**Exercise directions:** For the listing below, work out the number of lines that hold "owner" and return that number alone.

**Supplied records:**
_ _ _ _
//! Admin privilege tiers.

use serde::{Deserialize, Serialize};

/// Error returned when a string does not name an [`AdminRole`].
#[derive(thiserror::Error, Debug, Clone, PartialEq, Eq)]
#[error("invalid admin role: {0} (expected superadmin, manager or basic)")]
pub struct RoleParseError(pub String);

/// Admin role with different permission levels.
///
/// Variants are declared from least to most privileged, so the derived
/// `Ord` gives `SuperAdmin > Manager > Basic`.
#[derive(Debug, Clone, Copy, PartialEq, Eq, Hash, PartialOrd, Ord, Serialize, Deserialize)]
#[cfg_attr(feature = "postgres", derive(sqlx::Type))]
#[cfg_attr(
    feature = "postgres",
    sqlx(type_name = "warden.admin_role", rename_all = "lowercase")
)]
#[serde(rename_all = "lowercase")]
pub enum AdminRole {
    /// Default tier: may upload content only.
    Basic,
    /// Manages fields, channels and content.
    Manager,
    /// Unrestricted access, including admin management.
    SuperAdmin,
}

impl AdminRole {
    /// All roles, least privileged first.
    pub const ALL: [Self; 3] = [Self::Basic, Self::Manager, Self::SuperAdmin];

    /// Canonical lowercase name, as stored and displayed.
    #[must_use]
    pub const fn as_str(self) -> &'static str {
        match self {
            Self::Basic => "basic",
            Self::Manager => "manager",
            Self::SuperAdmin => "superadmin",
        }
    }
}

impl std::fmt::Display for AdminRole {
    fn fmt(&self, f: &mut std::fmt::Formatter<'_>) -> std::fmt::Result {
        f.pad(self.as_str())
    }
}

impl std::str::FromStr for AdminRole {
    type Err = RoleParseError;

    fn from_str(s: &str) -> Result<Self, Self::Err> {
        let normalized = s.trim().to_ascii_lowercase();
        match normalized.as_str() {
            "superadmin" | "super_admin" => Ok(Self::SuperAdmin),
            "manager" => Ok(Self::Manager),
            "basic" => Ok(Self::Basic),
            _ => Err(RoleParseError(s.to_owned())),
        }
    }
}

#[cfg(test)]
#[allow(clippy::unwrap_used)]
mod tests {
    use super::*;

    #[test]
    fn test_privilege_order() {
        assert!(AdminRole::SuperAdmin > AdminRole::Manager);
        assert!(AdminRole::Manager > AdminRole::Basic);
        assert_eq!(AdminRole::ALL.iter().max(), Some(&AdminRole::SuperAdmin));
    }

    #[test]
    fn test_parse_is_case_insensitive() {
        assert_eq!("SUPERADMIN".parse::<AdminRole>().unwrap(), AdminRole::SuperAdmin);
        assert_eq!("super_admin".parse::<AdminRole>().unwrap(), AdminRole::SuperAdmin);
        assert_eq!("Manager".parse::<AdminRole>().unwrap(), AdminRole::Manager);
        assert_eq!("basic".parse::<AdminRole>().unwrap(), AdminRole::Basic);
    }

    #[test]
    fn test_parse_unknown() {
        let err = "owner".parse::<AdminRole>().unwrap_err();
        assert_eq!(err, RoleParseError("owner".to_owned()));
    }

    #[test]
    fn test_display_matches_parse() {
        for role in AdminRole::ALL {
            assert_eq!(role.to_string().parse::<AdminRole>().unwrap(), role);
        }
    }

    #[test]
    fn test_serde_lowercase() {
        assert_eq!(
            serde_json::to_string(&AdminRole::SuperAdmin).unwrap(),
            "\"superadmin\""
        );
        let role: AdminRole = serde_json::from_str("\"manager\"").unwrap();
        assert_eq!(role, AdminRole::Manager);
    }
}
_ _ _ _
**Reply to the exercise:** 2